__TASK DETAILS__. Whenever a line contains the string "const", copy it out of the entries.

ENTRIES SUPPLIED Start Marker

//! Rasterization capability: turn an element subtree into pixels.
//!
//! The exporter talks to a [`Rasterizer`] only through this trait, so the
//! built-in [`BoxRasterizer`] can be swapped for another engine, and tests
//! use [`mock::MockRasterizer`].

mod boxes;
pub mod mock;

pub use boxes::{BoxRasterizer, MAX_CANVAS_AREA, MAX_CANVAS_SIDE};

use std::fmt;
use std::time::Duration;

use image::{Rgba, RgbaImage};

use crate::document::{ClonedSubtree, Document, ElementId};
use crate::error::Result;

/// Hook run on the cloned subtree before painting.
///
/// Receives the source document and the clone.
pub type CloneHook = dyn Fn(&Document, &mut ClonedSubtree) + Send + Sync;

/// Options for a single capture.
pub struct CaptureOptions<'a> {
    /// Canvas fill before painting; `None` leaves it transparent.
    pub background: Option<Rgba<u8>>,
    /// Device pixel ratio applied to `width`/`height`.
    pub scale: f32,
    /// Capture width in CSS pixels.
    pub width: u32,
    /// Capture height in CSS pixels.
    pub height: u32,
    /// Load cross-origin images with CORS.
    pub use_cors: bool,
    /// Allow cross-origin images to taint the canvas.
    pub allow_taint: bool,
    /// Per-image load budget.
    pub image_timeout: Duration,
    pub on_clone: Option<&'a CloneHook>,
}

impl Default for CaptureOptions<'_> {
    fn default() -> Self {
        Self {
            background: None,
            scale: 1.0,
            width: 100,
            height: 100,
            use_cors: true,
            allow_taint: false,
            image_timeout: Duration::from_secs(15),
            on_clone: None,
        }
    }
}

impl fmt::Debug for CaptureOptions<'_> {
    fn fmt(&self, f: &mut fmt::Formatter<'_>) -> fmt::Result {
        f.debug_struct("CaptureOptions")
            .field("background", &self.background)
            .field("scale", &self.scale)
            .field("width", &self.width)
            .field("height", &self.height)
            .field("use_cors", &self.use_cors)
            .field("allow_taint", &self.allow_taint)
            .field("image_timeout", &self.image_timeout)
            .field("on_clone", &self.on_clone.is_some())
            .finish()
    }
}

impl CaptureOptions<'_> {
    /// Output canvas size in device pixels.
    #[must_use]
    pub fn canvas_size(&self) -> (u32, u32) {
        let scaled = |v: u32| (v as f32 * self.scale).round().max(0.0) as u32;
        (scaled(self.width), scaled(self.height))
    }
}

/// Pixels produced by a capture.
#[derive(Debug, Clone, PartialEq, Eq)]
pub struct RasterImage {
    pixels: RgbaImage,
}

impl RasterImage {
    #[must_use]
    pub const fn new(pixels: RgbaImage) -> Self {
        Self { pixels }
    }

    #[must_use]
    pub fn width(&self) -> u32 {
        self.pixels.width()
    }

    #[must_use]
    pub fn height(&self) -> u32 {
        self.pixels.height()
    }

    #[must_use]
    pub fn is_empty(&self) -> bool {
        self.width() == 0 || self.height() == 0
    }

    #[must_use]
    pub const fn pixels(&self) -> &RgbaImage {
        &self.pixels
    }

    #[must_use]
    pub fn into_pixels(self) -> RgbaImage {
        self.pixels
    }
}

/// Element-to-pixels engine.
pub trait Rasterizer: Send + Sync {
    /// Engine name for logs and diagnostics.
    fn name(&self) -> &str;

    /// Render `target` and its subtree.
    ///
    /// # Errors
    ///
    /// Returns [`FpError::Rasterization`](crate::error::FpError::Rasterization)
    /// tagged with the failure kind.
    fn capture(
        &self,
        document: &Document,
        target: ElementId,
        options: &CaptureOptions<'_>,
    ) -> Result<RasterImage>;
}
use vergen_gix::{BuildBuilder, CargoBuilder, Emitter, GixBuilder, RustcBuilder, SysinfoBuilder};

fn main() -> Result<(), Box<dyn std::error::Error>> {
    let build = BuildBuilder::default().build_timestamp(true).build()?;
    let cargo = CargoBuilder::default()
        .target_triple(true)
        .opt_level(true)
        .build()?;
    let gix = GixBuilder::default()
        .sha(true)
        .commit_timestamp(true)
        .dirty(true)
        .build()?;
    let rustc = RustcBuilder::default().semver(true).channel(true).build()?;
    let si = SysinfoBuilder::default().build()?;

    Emitter::default()
        .add_instructions(&build)?
        .add_instructions(&cargo)?
        .add_instructions(&gix)?
        .add_instructions(&rustc)?
        .add_instructions(&si)?
        .emit()?;

    Ok(())
}
//! User settings (`config.toml`).
//!
//! Looked up at `$CONFIG_DIR/flashpost/config.toml` unless `--config` names a
//! file. Every key is optional; a missing default file means defaults.
//!
//! # Example
//!
//! ```toml
//! [export]
//! format = "jpeg"
//! scale = 2.0
//! output_dir = "~/Pictures/carousels"
//! retry = "always"
//!
//! [timings]
//! settle_ms = 150
//!
//! [server]
//! port = 3000
//! ```

use std::net::{IpAddr, Ipv4Addr};
use std::path::{Path, PathBuf};
use std::time::Duration;

use serde::{Deserialize, Serialize};
use tracing::{debug, info, instrument};

use crate::error::{FpError, Result};
use crate::export::{ExportFormat, ExportTimings};
use crate::notify::RetryPolicy;
use crate::server::{DEFAULT_PORT, ServerConfig};

/// Top-level settings file.
#[derive(Debug, Clone, Default, PartialEq, Serialize, Deserialize)]
#[serde(default, deny_unknown_fields)]
pub struct Settings {
    pub export: ExportSettings,
    pub timings: TimingSettings,
    pub server: ServerSettings,
}

/// `[export]` defaults for export commands.
#[derive(Debug, Clone, PartialEq, Serialize, Deserialize)]
#[serde(default, deny_unknown_fields)]
pub struct ExportSettings {
    pub format: ExportFormat,
    /// Output width; the deck's slide width when unset.
    pub width: Option<u32>,
    /// Output height; the deck's slide height when unset.
    pub height: Option<u32>,
    pub scale: f32,
    /// Where files are written; the current directory when unset.
    pub output_dir: Option<PathBuf>,
    pub retry: RetryPolicy,
}

impl Default for ExportSettings {
    fn default() -> Self {
        Self {
            format: ExportFormat::Png,
            width: None,
            height: None,
            scale: 2.0,
            output_dir: None,
            retry: RetryPolicy::Ask,
        }
    }
}

/// `[timings]` pipeline delays in milliseconds.
#[derive(Debug, Clone, PartialEq, Eq, Serialize, Deserialize)]
#[serde(default, deny_unknown_fields)]
pub struct TimingSettings {
    pub settle_ms: u64,
    pub render_settle_ms: u64,
    pub between_slides_ms: u64,
    pub retry_prompt_ms: u64,
    pub image_timeout_ms: u64,
}

impl Default for TimingSettings {
    fn default() -> Self {
        let d = ExportTimings::default();
        Self {
            settle_ms: d.settle.as_millis() as u64,
            render_settle_ms: d.render_settle.as_millis() as u64,
            between_slides_ms: d.between_slides.as_millis() as u64,
            retry_prompt_ms: d.retry_prompt.as_millis() as u64,
            image_timeout_ms: d.image_timeout.as_millis() as u64,
        }
    }
}

impl TimingSettings {
    #[must_use]
    pub const fn to_timings(&self) -> ExportTimings {
        ExportTimings {
            settle: Duration::from_millis(self.settle_ms),
            render_settle: Duration::from_millis(self.render_settle_ms),
            between_slides: Duration::from_millis(self.between_slides_ms),
            retry_prompt: Duration::from_millis(self.retry_prompt_ms),
            image_timeout: Duration::from_millis(self.image_timeout_ms),
        }
    }
}

/// `[server]` defaults for `flashpost serve`.
#[derive(Debug, Clone, PartialEq, Eq, Serialize, Deserialize)]
#[serde(default, deny_unknown_fields)]
pub struct ServerSettings {
    pub port: u16,
    pub bind: IpAddr,
    pub root: PathBuf,
}

impl Default for ServerSettings {
    fn default() -> Self {
        Self {
            port: DEFAULT_PORT,
            bind: IpAddr::V4(Ipv4Addr::LOCALHOST),
            root: PathBuf::from("."),
        }
    }
}

impl From<&ServerSettings> for ServerConfig {
    fn from(s: &ServerSettings) -> Self {
        Self {
            root: s.root.clone(),
            port: s.port,
            bind: s.bind,
        }
    }
}

impl Settings {
    /// `$CONFIG_DIR/flashpost/config.toml`, if the platform has a config dir.
    #[must_use]
    pub fn default_path() -> Option<PathBuf> {
        dirs::config_dir().map(|d| d.join("flashpost").join("config.toml"))
    }

    /// Load from `explicit`, or from [`Settings::default_path`].
    ///
    /// An explicit path must exist; a missing default file yields defaults.
    #[instrument]
    pub fn load(explicit: Option<&Path>) -> Result<Self> {
        let (path, required) = match explicit {
            Some(p) => (p.to_path_buf(), true),
            None => match Self::default_path() {
                Some(p) => (p, false),
                None => {
                    debug!("No config directory on this platform, using defaults");
                    return Ok(Self::default());
                }
            },
        };

        let content = match std::fs::read_to_string(&path) {
            Ok(c) => c,
            Err(e) if e.kind() == std::io::ErrorKind::NotFound && !required => {
                debug!(path = %path.display(), "No settings file, using defaults");
                return Ok(Self::default());
            }
            Err(e) if e.kind() == std::io::ErrorKind::NotFound => {
                return Err(FpError::ConfigInvalid(format!(
                    "Settings file not found: {}",
                    path.display()
                )));
            }
            Err(e) => return Err(FpError::Io(e)),
        };

        let settings = Self::from_toml(&content)?;
        info!(path = %path.display(), "Loaded settings");
        Ok(settings)
    }

    /// Parse and validate TOML settings.
    pub fn from_toml(content: &str) -> Result<Self> {
        let settings: Self =
            toml::from_str(content).map_err(|e| FpError::ConfigParse(format!("TOML: {e}")))?;
        settings.validate()?;
        Ok(settings)
    }

    pub fn validate(&self) -> Result<()> {
        let scale = self.export.scale;
        if !scale.is_finite() || scale <= 0.0 {
            return Err(FpError::ConfigInvalid(format!(
                "export.scale must be positive, got {scale}"
            )));
        }
        if self.export.width == Some(0) || self.export.height == Some(0) {
            return Err(FpError::ConfigInvalid(
                "export.width and export.height must be positive".to_string(),
            ));
        }
        Ok(())
    }
}
//! Common test utilities for the FlashPost integration tests.
//!
//! - `fixtures`: deck builders and deck files in temp directories
//! - `Harness`: an exporter wired to the mock rasterizer, the recording
//!   notifier and the in-memory sink, with zero delays
#![allow(dead_code)]

pub mod fixtures;

use std::sync::Arc;

use flashpost::document::{Display, Document, Visibility};
use flashpost::download::MemorySink;
use flashpost::error::Result;
use flashpost::export::{ExportTimings, Exporter};
use flashpost::notify::mock::RecordingNotifier;
use flashpost::pdf::PdfWriter;
use flashpost::raster::mock::MockRasterizer;
use flashpost::slides::{DeckStore, Slide, SlideStore};
use tracing_subscriber::EnvFilter;

pub fn init_test_logging() {
    let _ = tracing_subscriber::fmt()
        .with_env_filter(EnvFilter::from_default_env())
        .with_test_writer()
        .try_init();
}

/// Exporter plus handles on every collaborator it talks to.
pub struct Harness {
    pub exporter: Exporter,
    pub rasterizer: Arc<MockRasterizer>,
    pub notifier: Arc<RecordingNotifier>,
    pub sink: Arc<MemorySink>,
}

impl Harness {
    /// Mock rasterizer and the built-in PDF writer, no delays.
    #[must_use]
    pub fn new() -> Self {
        let rasterizer = Arc::new(MockRasterizer::new());
        let harness = Self::without_engines();
        Self {
            exporter: harness
                .exporter
                .with_rasterizer(rasterizer.clone())
                .with_pdf_backend(Arc::new(PdfWriter::new())),
            rasterizer,
            ..harness
        }
    }

    /// No rasterizer and no PDF backend registered.
    #[must_use]
    pub fn without_engines() -> Self {
        let notifier = Arc::new(RecordingNotifier::new());
        let sink = Arc::new(MemorySink::new());
        let exporter = Exporter::new(notifier.clone(), sink.clone())
            .with_timings(ExportTimings::immediate());
        Self {
            exporter,
            rasterizer: Arc::new(MockRasterizer::new()),
            notifier,
            sink,
        }
    }
}

/// Inline visibility of every chrome element, in document order.
#[must_use]
pub fn chrome_state(document: &Document) -> Vec<(Option<Display>, Option<Visibility>)> {
    flashpost::chrome::CHROME_SELECTORS
        .iter()
        .flat_map(|selector| document.query_all(selector))
        .filter_map(|id| document.get(id))
        .map(|e| (e.style.display, e.style.visibility))
        .collect()
}

/// Deck store of `count` numbered slides at `width` x `height`.
#[must_use]
pub fn store(count: usize, width: u32, height: u32) -> DeckStore {
    DeckStore::new(fixtures::deck(count, width, height)).unwrap()
}

/// Slide store that counts how often the active slide changes.
pub struct CountingStore {
    pub inner: DeckStore,
    pub switches: Vec<usize>,
    pub renders: usize,
}

impl CountingStore {
    #[must_use]
    pub fn new(inner: DeckStore) -> Self {
        Self {
            inner,
            switches: Vec::new(),
            renders: 0,
        }
    }
}

impl SlideStore for CountingStore {
    fn active_index(&self) -> usize {
        self.inner.active_index()
    }

    fn slides(&self) -> &[Slide] {
        self.inner.slides()
    }

    fn set_active(&mut self, index: usize) -> Result<()> {
        self.switches.push(index);
        self.inner.set_active(index)
    }

    fn render(&mut self) -> Result<()> {
        self.renders += 1;
        self.inner.render()
    }

    fn document(&self) -> &Document {
        self.inner.document()
    }

    fn document_mut(&mut self) -> &mut Document {
        self.inner.document_mut()
    }
}
//! Theme for human-mode terminal output.

use console::{Color, Style};

/// Visual theme for FlashPost human-mode output.
///
/// Centralizes colors and styles for consistent rendering.
#[derive(Debug, Clone)]
pub struct FpTheme {
    // Status styles
    pub success: Style,
    pub error: Style,
    pub warning: Style,
    pub info: Style,

    // Component styles
    pub header: Style,
    pub label: Style,
    pub value: Style,
    pub muted: Style,
    pub filename: Style,

    /// indicatif template for the batch progress bar.
    pub progress_template: &'static str,
    /// indicatif template for the single-export spinner.
    pub spinner_template: &'static str,
}

impl FpTheme {
    /// Theme with every style reduced to plain text.
    #[must_use]
    pub fn plain() -> Self {
        Self {
            success: Style::new(),
            error: Style::new(),
            warning: Style::new(),
            info: Style::new(),
            header: Style::new(),
            label: Style::new(),
            value: Style::new(),
            muted: Style::new(),
            filename: Style::new(),
            progress_template: "[{bar:40}] {pos:>3}% {msg}",
            spinner_template: "{spinner} {msg}",
        }
    }
}

impl Default for FpTheme {
    fn default() -> Self {
        let accent = Color::Color256(99);
        Self {
            success: Style::new().green().bold(),
            error: Style::new().red().bold(),
            warning: Style::new().yellow().bold(),
            info: Style::new().blue().bold(),
            header: Style::new().fg(accent).bold(),
            label: Style::new().dim(),
            value: Style::new().bold(),
            muted: Style::new().dim().italic(),
            filename: Style::new().cyan(),
            progress_template: "{spinner:.magenta} [{bar:40.magenta/blue}] {pos:>3}% {msg}",
            spinner_template: "{spinner:.magenta} {msg}",
        }
    }
}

ENTRIES SUPPLIED End Marker

__YOUR RESPONSE__.
    pub const fn new(pixels: RgbaImage) -> Self {
    pub const fn pixels(&self) -> &RgbaImage {
    pub const fn to_timings(&self) -> ExportTimings {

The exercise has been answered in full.